**EXERCISE DATA:**
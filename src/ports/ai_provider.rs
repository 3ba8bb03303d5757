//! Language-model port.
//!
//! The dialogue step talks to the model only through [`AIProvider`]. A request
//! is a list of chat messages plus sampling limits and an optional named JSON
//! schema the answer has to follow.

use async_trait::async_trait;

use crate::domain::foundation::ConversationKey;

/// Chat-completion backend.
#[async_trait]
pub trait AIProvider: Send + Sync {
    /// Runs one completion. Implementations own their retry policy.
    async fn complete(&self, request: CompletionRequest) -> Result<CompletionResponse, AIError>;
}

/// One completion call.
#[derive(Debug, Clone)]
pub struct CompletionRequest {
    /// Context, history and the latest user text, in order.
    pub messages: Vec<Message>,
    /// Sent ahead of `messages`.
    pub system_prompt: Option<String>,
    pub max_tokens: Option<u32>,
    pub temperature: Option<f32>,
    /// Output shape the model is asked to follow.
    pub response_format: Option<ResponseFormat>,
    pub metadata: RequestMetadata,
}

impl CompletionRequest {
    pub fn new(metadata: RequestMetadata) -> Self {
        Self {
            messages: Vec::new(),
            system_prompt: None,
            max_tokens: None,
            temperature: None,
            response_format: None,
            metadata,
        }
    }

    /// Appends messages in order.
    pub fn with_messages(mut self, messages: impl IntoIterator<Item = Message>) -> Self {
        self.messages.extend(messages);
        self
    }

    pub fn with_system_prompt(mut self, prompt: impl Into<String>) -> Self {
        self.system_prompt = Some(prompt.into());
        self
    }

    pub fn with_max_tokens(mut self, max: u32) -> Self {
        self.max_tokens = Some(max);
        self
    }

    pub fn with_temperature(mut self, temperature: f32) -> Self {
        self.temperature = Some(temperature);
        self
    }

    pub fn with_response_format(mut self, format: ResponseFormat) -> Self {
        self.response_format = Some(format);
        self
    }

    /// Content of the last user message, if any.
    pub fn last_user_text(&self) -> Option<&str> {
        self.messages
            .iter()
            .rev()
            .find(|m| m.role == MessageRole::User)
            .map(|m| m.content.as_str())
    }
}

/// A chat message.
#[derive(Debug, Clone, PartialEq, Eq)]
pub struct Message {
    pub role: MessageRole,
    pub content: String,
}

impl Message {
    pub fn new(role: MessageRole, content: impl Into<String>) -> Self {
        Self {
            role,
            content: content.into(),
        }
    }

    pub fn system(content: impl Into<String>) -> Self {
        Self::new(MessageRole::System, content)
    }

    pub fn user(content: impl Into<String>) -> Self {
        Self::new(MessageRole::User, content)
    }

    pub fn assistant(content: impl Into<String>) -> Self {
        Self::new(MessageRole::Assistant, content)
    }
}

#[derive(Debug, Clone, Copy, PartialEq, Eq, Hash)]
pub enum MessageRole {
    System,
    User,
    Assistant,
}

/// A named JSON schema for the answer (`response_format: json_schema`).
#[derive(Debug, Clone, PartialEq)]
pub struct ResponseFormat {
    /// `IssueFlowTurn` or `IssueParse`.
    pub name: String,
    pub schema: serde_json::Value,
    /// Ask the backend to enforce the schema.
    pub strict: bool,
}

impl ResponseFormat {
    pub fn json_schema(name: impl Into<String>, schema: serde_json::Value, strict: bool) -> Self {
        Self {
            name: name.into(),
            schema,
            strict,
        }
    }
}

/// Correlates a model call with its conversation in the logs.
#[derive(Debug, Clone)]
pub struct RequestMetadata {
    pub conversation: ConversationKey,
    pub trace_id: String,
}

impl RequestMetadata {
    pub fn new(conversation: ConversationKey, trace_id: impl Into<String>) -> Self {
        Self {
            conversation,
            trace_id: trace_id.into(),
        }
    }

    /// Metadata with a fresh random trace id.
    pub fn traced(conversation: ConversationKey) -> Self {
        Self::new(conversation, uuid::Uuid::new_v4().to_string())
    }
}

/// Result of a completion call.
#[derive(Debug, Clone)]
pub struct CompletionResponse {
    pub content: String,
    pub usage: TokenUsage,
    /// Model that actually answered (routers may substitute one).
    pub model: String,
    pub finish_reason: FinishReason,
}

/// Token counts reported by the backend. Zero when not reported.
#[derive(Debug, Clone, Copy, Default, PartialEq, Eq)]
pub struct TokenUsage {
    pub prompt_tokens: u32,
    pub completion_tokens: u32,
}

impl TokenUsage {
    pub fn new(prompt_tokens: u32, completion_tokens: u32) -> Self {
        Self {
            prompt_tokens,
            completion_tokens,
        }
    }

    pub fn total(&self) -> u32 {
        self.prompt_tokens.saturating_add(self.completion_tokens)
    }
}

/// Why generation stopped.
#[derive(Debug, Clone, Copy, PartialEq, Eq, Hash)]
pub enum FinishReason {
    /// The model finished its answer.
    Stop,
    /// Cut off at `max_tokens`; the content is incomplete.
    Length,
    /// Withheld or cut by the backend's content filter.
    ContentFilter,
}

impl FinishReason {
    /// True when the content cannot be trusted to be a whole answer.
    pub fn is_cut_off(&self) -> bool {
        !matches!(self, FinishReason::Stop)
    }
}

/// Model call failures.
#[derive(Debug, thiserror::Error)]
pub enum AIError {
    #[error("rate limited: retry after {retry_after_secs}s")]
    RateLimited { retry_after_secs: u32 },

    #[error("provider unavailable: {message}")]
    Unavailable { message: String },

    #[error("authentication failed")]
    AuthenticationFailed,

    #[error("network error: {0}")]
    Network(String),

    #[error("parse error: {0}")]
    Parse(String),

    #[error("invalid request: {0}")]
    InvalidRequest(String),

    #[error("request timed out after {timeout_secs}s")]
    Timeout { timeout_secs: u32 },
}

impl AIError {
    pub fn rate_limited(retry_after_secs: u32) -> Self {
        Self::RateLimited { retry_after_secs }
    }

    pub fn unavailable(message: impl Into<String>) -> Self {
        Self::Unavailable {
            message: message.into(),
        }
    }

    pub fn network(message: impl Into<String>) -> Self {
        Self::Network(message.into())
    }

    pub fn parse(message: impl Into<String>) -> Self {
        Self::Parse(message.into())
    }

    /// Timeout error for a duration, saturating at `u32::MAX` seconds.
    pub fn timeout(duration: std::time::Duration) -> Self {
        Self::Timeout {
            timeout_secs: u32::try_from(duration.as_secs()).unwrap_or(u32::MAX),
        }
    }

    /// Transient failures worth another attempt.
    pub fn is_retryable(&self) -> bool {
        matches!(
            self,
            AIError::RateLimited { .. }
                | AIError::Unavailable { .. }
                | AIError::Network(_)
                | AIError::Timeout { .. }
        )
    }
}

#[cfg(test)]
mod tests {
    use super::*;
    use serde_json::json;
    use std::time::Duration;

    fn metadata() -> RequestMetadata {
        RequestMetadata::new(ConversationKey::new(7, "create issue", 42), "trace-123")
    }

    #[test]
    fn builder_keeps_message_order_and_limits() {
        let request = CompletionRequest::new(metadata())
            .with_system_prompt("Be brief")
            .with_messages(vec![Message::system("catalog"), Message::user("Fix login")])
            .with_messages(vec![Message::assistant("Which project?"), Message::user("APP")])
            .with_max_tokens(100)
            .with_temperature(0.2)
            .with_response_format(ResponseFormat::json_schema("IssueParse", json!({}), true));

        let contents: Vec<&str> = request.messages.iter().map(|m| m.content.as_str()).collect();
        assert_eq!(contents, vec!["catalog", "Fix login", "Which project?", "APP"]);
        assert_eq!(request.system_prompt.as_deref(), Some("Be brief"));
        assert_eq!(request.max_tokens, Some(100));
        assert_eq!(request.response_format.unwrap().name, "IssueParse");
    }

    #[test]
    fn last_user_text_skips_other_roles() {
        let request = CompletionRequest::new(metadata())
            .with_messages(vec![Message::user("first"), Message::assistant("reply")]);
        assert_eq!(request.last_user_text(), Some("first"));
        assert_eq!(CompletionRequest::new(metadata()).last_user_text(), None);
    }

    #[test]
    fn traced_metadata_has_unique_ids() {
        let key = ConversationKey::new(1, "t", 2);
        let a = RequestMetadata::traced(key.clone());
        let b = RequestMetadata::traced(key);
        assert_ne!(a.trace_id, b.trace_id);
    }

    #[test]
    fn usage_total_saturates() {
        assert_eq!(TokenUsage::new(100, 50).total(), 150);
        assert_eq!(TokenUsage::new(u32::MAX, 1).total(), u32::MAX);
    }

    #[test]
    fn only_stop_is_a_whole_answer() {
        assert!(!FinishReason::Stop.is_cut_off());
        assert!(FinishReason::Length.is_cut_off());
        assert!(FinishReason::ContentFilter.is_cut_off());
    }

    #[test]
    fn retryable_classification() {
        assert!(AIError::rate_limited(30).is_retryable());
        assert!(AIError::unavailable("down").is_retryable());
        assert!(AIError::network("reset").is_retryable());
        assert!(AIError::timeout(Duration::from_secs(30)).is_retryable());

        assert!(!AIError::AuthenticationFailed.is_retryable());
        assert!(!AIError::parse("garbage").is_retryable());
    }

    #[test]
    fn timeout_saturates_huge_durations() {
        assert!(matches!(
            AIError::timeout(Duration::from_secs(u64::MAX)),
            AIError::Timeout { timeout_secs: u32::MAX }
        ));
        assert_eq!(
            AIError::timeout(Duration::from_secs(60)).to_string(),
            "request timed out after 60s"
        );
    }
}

**WORK REQUEST:** Only the lines from the one containing "assert!(!FinishReason::Stop.is_cut_off());" through the last line of the records are to be set down, exactly as they appear.

**FINAL ANSWER:**
        assert!(!FinishReason::Stop.is_cut_off());
        assert!(FinishReason::Length.is_cut_off());
        assert!(FinishReason::ContentFilter.is_cut_off());
    }

    #[test]
    fn retryable_classification() {
        assert!(AIError::rate_limited(30).is_retryable());
        assert!(AIError::unavailable("down").is_retryable());
        assert!(AIError::network("reset").is_retryable());
        assert!(AIError::timeout(Duration::from_secs(30)).is_retryable());

        assert!(!AIError::AuthenticationFailed.is_retryable());
        assert!(!AIError::parse("garbage").is_retryable());
    }

    #[test]
    fn timeout_saturates_huge_durations() {
        assert!(matches!(
            AIError::timeout(Duration::from_secs(u64::MAX)),
            AIError::Timeout { timeout_secs: u32::MAX }
        ));
        assert_eq!(
            AIError::timeout(Duration::from_secs(60)).to_string(),
            "request timed out after 60s"
        );
    }
}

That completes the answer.